Malgré les engagements pris en 2022, les relations entre Google et les éditeurs de presse sont encore trop opaques selon l’ADLC, qui inflige une nouvelle amende au géant californien et précise que les accords sur le droit voisin ne valent pas accord pour l’entraînement des IA.
La France fut la première à transposer dans son droit national la directive du 17 avril 2019 relative au droit d’auteur et aux droits voisins dans le marché unique numérique. La loi du 24 juillet 2019 a ainsi imposé aux moteurs de recherche et à tous ceux qui tirent profit de la reprise et du partage des contenus des médias d’information de participer à leur financement au titre du droit voisin (voir La rem n°54, p.10). Mais il fallait, au préalable, convenir avec les éditeurs de la manière de les rémunérer. La négociation fut longue et, selon l’Autorité de la concurrence (ADLC), inéquitable : le 13 juillet 2021, elle infligeait une amende de 500 millions d’euros à Google (voir La rem n°60, p.5) pour ne pas avoir négocié « de bonne foi » avec les éditeurs. Elle reprochait notamment à Google d’avoir intégré dans les accords de rémunération la participation à News Showcase, l’application d’informations du groupe (voir La rem n°56, p.32). Google a donc dû se résoudre à signer de nouveaux accords avec les éditeurs, limités à la seule rémunération au titre du droit voisin (voir La rem n°61-62, p.9). Ces nouveaux accords, assortis d’engagements de transparence dans la négociation, ont été acceptés par l’ADLC, le 21 juin 2022, qui les a rendus contraignants, considérant que le terrain d’entente trouvé entre Google et les éditeurs devait désormais servir de référence pour tous les accords de rémunération au titre du droit voisin (voir La rem n°63, p.9).

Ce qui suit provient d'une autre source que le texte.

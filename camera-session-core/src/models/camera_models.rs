use std::collections::HashMap;
use std::fmt;

use serde::{Deserialize, Serialize};

use super::error::CameraError;

/// Output size in pixels.
#[derive(Debug, Clone, Copy, PartialEq, Eq, Hash, Serialize, Deserialize)]
pub struct Resolution {
    pub width: u32,
    pub height: u32,
}

impl Resolution {
    pub const fn new(width: u32, height: u32) -> Self {
        Self { width, height }
    }

    pub fn area(&self) -> u64 {
        self.width as u64 * self.height as u64
    }

    /// Width and height exchanged.
    pub fn swap(&self) -> Self {
        Self::new(self.height, self.width)
    }

    /// Exact aspect ratio match, compared by cross-multiplication.
    pub fn same_aspect(&self, other: &Resolution) -> bool {
        self.width as u64 * other.height as u64 == self.height as u64 * other.width as u64
    }

    /// Component-wise minimum of two sizes.
    pub fn min_each(&self, other: &Resolution) -> Self {
        Self::new(self.width.min(other.width), self.height.min(other.height))
    }

    pub fn is_empty(&self) -> bool {
        self.width == 0 || self.height == 0
    }
}

impl fmt::Display for Resolution {
    fn fmt(&self, f: &mut fmt::Formatter<'_>) -> fmt::Result {
        write!(f, "{}x{}", self.width, self.height)
    }
}

/// Rotation in quarter turns.
#[derive(Debug, Clone, Copy, PartialEq, Eq, Hash, Serialize, Deserialize)]
pub enum Rotation {
    #[serde(rename = "0")]
    Deg0,
    #[serde(rename = "90")]
    Deg90,
    #[serde(rename = "180")]
    Deg180,
    #[serde(rename = "270")]
    Deg270,
}

impl Rotation {
    pub const ALL: [Rotation; 4] = [Self::Deg0, Self::Deg90, Self::Deg180, Self::Deg270];

    /// Maps a platform display-rotation code (0..=3, quarter turns).
    pub fn from_code(code: u8) -> Result<Self, CameraError> {
        match code {
            0 => Ok(Self::Deg0),
            1 => Ok(Self::Deg90),
            2 => Ok(Self::Deg180),
            3 => Ok(Self::Deg270),
            other => Err(CameraError::ConfigurationFailed(format!(
                "unknown display rotation code: {}",
                other
            ))),
        }
    }

    pub fn from_degrees(degrees: u32) -> Result<Self, CameraError> {
        match degrees {
            0 => Ok(Self::Deg0),
            90 => Ok(Self::Deg90),
            180 => Ok(Self::Deg180),
            270 => Ok(Self::Deg270),
            other => Err(CameraError::CharacteristicsUnavailable(format!(
                "rotation must be a multiple of 90 below 360, got {}",
                other
            ))),
        }
    }

    pub fn degrees(&self) -> u32 {
        match self {
            Self::Deg0 => 0,
            Self::Deg90 => 90,
            Self::Deg180 => 180,
            Self::Deg270 => 270,
        }
    }

    /// True for 90 and 270, the rotations that cross width and height.
    pub fn is_quarter_turn(&self) -> bool {
        matches!(self, Self::Deg90 | Self::Deg270)
    }

    /// Adds `other` modulo a full turn.
    pub fn plus(&self, other: Rotation) -> Self {
        match (self.degrees() + other.degrees()) % 360 {
            0 => Self::Deg0,
            90 => Self::Deg90,
            180 => Self::Deg180,
            _ => Self::Deg270,
        }
    }
}

/// Kind of output a surface consumes. Devices report candidate sizes per kind.
#[derive(Debug, Clone, Copy, PartialEq, Eq, Hash, Serialize, Deserialize)]
#[serde(rename_all = "snake_case")]
pub enum SurfaceKind {
    Preview,
    StillCapture,
    Record,
}

/// Which way the lens points.
#[derive(Debug, Clone, Copy, PartialEq, Eq, Hash, Default, Serialize, Deserialize)]
#[serde(rename_all = "snake_case")]
pub enum LensFacing {
    #[default]
    Back,
    Front,
    External,
}

/// Capability record returned by the device service for one camera.
#[derive(Debug, Clone, PartialEq, Eq)]
pub struct DeviceCharacteristics {
    pub facing: LensFacing,
    pub sensor_orientation: Rotation,
    pub flash_available: bool,
    pub output_sizes: HashMap<SurfaceKind, Vec<Resolution>>,
}

impl DeviceCharacteristics {
    pub fn new(facing: LensFacing, sensor_orientation: Rotation) -> Self {
        Self {
            facing,
            sensor_orientation,
            flash_available: false,
            output_sizes: HashMap::new(),
        }
    }

    pub fn with_flash(mut self, available: bool) -> Self {
        self.flash_available = available;
        self
    }

    pub fn with_sizes(mut self, kind: SurfaceKind, sizes: Vec<Resolution>) -> Self {
        self.output_sizes.insert(kind, sizes);
        self
    }

    /// Candidate sizes for `kind`; empty if the device reports none.
    pub fn sizes_for(&self, kind: SurfaceKind) -> &[Resolution] {
        self.output_sizes.get(&kind).map(Vec::as_slice).unwrap_or(&[])
    }
}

Si le revirement de Google semblait exemplaire, alors que Microsoft ou X refusent toujours de négocier avec les éditeurs, la mise en œuvre des engagements n’a pas semblé irréprochable à l’ADLC. Début 2024, elle envoyait aux éditeurs une série de questions dans le cadre d’une enquête sur le respect de ses engagements par Google. Cette demande anticipait de six mois la reprise des négociations entre éditeurs et intermédiaires pour le renouvellement des contrats de rémunération au titre du droit voisin, ces derniers s’achevant fin décembre 2024. Las, le 20 mars 2024, l’ADLC condamnait Google à une amende de 250 millions d’euros pour non-respect des engagements pris en 2022, une amende jugée « disproportionnée » par Google, qui accepte toutefois le verdict et propose des modifications de ses pratiques sur les aspects inventoriés par l’ADLC. Parmi ces derniers, la mise à disposition de plus d’informations au mandataire en charge d’évaluer le suivi des engagements ; la mise à disposition de plus d’informations sur la méthode de rémunération retenue par Google, considérée comme trop opaque et donc potentiellement discriminatoire ; la mise à disposition d’informations plus précises sur les statistiques d’affichage de Google, afin que les éditeurs puissent mieux évaluer leur rémunération ; et la dénonciation du lien entre droits voisins et accès des IA aux articles de presse pour s’entraîner. Il s’agit de l’un des enjeux majeurs du moment pour les éditeurs, alors que les IA génératives ont besoin des textes de leurs articles pour s’entraîner à produire des réponses documentées en lien avec l’actualité. La question se pose donc d’une éventuelle rémunération des éditeurs pour la mise à disposition de leurs contenus, des accords entre sociétés d’IA et éditeurs étant passés au cas par cas (voir infra). La question se pose de la nature de cette rémunération, qui pourrait soit entrer dans le périmètre des droits voisins, soit être traitée dans un autre cadre, par exemple celui du droit des bases de données.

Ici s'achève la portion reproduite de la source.